> [TASK]:
Filter the records below down to lines containing "BTreeSet".
*** Opening of INFORMATION GIVEN ***
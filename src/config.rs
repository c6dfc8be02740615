use std::collections::BTreeSet;
use std::path::{Path, PathBuf};

use serde::Deserialize;
use url::Url;

use crate::error::{EngineError, Result};

/// Engine configuration.
///
/// Every field has a default carrying the shipped values, so a config file
/// only needs to name what it overrides.
#[derive(Debug, Clone, Deserialize)]
#[serde(default)]
pub struct EngineConfig {
  /// Version suffix stamped onto cache partitions. Activation deletes any
  /// partition whose suffix differs from this.
  pub cache_version: String,
  pub cache: CacheConfig,
  pub sync: SyncConfig,
}

#[derive(Debug, Clone, Deserialize)]
#[serde(default)]
pub struct CacheConfig {
  /// Origin the application shell is served from.
  pub origin: String,
  /// Exact paths guaranteed pre-cached at install time and never evicted
  /// by pressure.
  pub crisis_paths: Vec<String>,
  /// Path prefixes that must always try the network first.
  pub network_first_prefixes: Vec<String>,
  /// Namespace under which API requests live.
  pub api_namespace: String,
  /// API path prefixes whose responses may be cached.
  pub cacheable_api_prefixes: Vec<String>,
  /// File extensions routed to the static tier.
  pub static_extensions: BTreeSet<String>,
  /// File extensions routed to the media tier.
  pub media_extensions: BTreeSet<String>,
  /// Application shell warmed into the static tier at install.
  pub static_shell: Vec<String>,
  /// Pre-cached page served to offline navigations.
  pub offline_page: String,
}

#[derive(Debug, Clone, Deserialize)]
#[serde(default)]
pub struct SyncConfig {
  /// Origin the per-entity sync endpoints live on.
  pub base_url: String,
  /// First retry delay after a failed drain, in seconds.
  pub retry_base_secs: u64,
  /// Ceiling for the exponential retry delay, in seconds.
  pub retry_cap_secs: u64,
}

impl Default for EngineConfig {
  fn default() -> Self {
    Self {
      cache_version: "v3".to_string(),
      cache: CacheConfig::default(),
      sync: SyncConfig::default(),
    }
  }
}

impl Default for CacheConfig {
  fn default() -> Self {
    Self {
      origin: "https://app.haven.example".to_string(),
      crisis_paths: vec![
        "/safety-plan".to_string(),
        "/emergency-contacts".to_string(),
        "/exercises/breathing".to_string(),
        "/api/crisis-hotlines".to_string(),
      ],
      network_first_prefixes: vec![
        "/api/auth".to_string(),
        "/api/profile".to_string(),
        "/api/sync".to_string(),
        "/api/notifications".to_string(),
      ],
      api_namespace: "/api/".to_string(),
      cacheable_api_prefixes: vec![
        "/api/resources".to_string(),
        "/api/exercises".to_string(),
        "/api/articles".to_string(),
      ],
      static_extensions: ["css", "js", "html", "woff", "woff2", "ico", "webmanifest"]
        .iter()
        .map(|s| s.to_string())
        .collect(),
      media_extensions: ["png", "jpg", "jpeg", "gif", "svg", "webp", "mp3", "mp4"]
        .iter()
        .map(|s| s.to_string())
        .collect(),
      static_shell: vec![
        "/".to_string(),
        "/index.html".to_string(),
        "/app.css".to_string(),
        "/app.js".to_string(),
        "/manifest.webmanifest".to_string(),
      ],
      offline_page: "/offline.html".to_string(),
    }
  }
}

impl Default for SyncConfig {
  fn default() -> Self {
    Self {
      base_url: "https://api.haven.example".to_string(),
      retry_base_secs: 60,
      retry_cap_secs: 900,
    }
  }
}

impl EngineConfig {
  /// Load configuration from file.
  ///
  /// Search order:
  /// 1. Explicit path if provided
  /// 2. ./haven.yaml (current directory)
  /// 3. $XDG_CONFIG_HOME/haven/config.yaml
  pub fn load(explicit_path: Option<&Path>) -> Result<Self> {
    let path = if let Some(p) = explicit_path {
      if p.exists() {
        Some(p.to_path_buf())
      } else {
        return Err(EngineError::Config(format!(
          "config file not found: {}",
          p.display()
        )));
      }
    } else {
      Self::find_config_file()
    };

    match path {
      Some(p) => Self::load_from_path(&p),
      None => Ok(Self::default()),
    }
  }

  fn find_config_file() -> Option<PathBuf> {
    // Check current directory
    let local = PathBuf::from("haven.yaml");
    if local.exists() {
      return Some(local);
    }

    // Check XDG config directory
    if let Some(config_dir) = dirs::config_dir() {
      let xdg_path = config_dir.join("haven").join("config.yaml");
      if xdg_path.exists() {
        return Some(xdg_path);
      }
    }

    None
  }

  fn load_from_path(path: &Path) -> Result<Self> {
    let contents = std::fs::read_to_string(path).map_err(|e| {
      EngineError::Config(format!("failed to read config file {}: {}", path.display(), e))
    })?;

    serde_yaml::from_str(&contents).map_err(|e| {
      EngineError::Config(format!("failed to parse config file {}: {}", path.display(), e))
    })
  }

  /// The application origin as a parsed URL.
  pub fn origin_url(&self) -> Result<Url> {
    Url::parse(&self.cache.origin).map_err(|e| {
      EngineError::Config(format!("invalid origin {}: {}", self.cache.origin, e))
    })
  }

  /// The sync base URL as a parsed URL.
  pub fn sync_base_url(&self) -> Result<Url> {
    Url::parse(&self.sync.base_url).map_err(|e| {
      EngineError::Config(format!("invalid sync base url {}: {}", self.sync.base_url, e))
    })
  }
}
*** Close of INFORMATION GIVEN ***
> [REPLY TO THE TASK]:
use std::collections::BTreeSet;
  pub static_extensions: BTreeSet<String>,
  pub media_extensions: BTreeSet<String>,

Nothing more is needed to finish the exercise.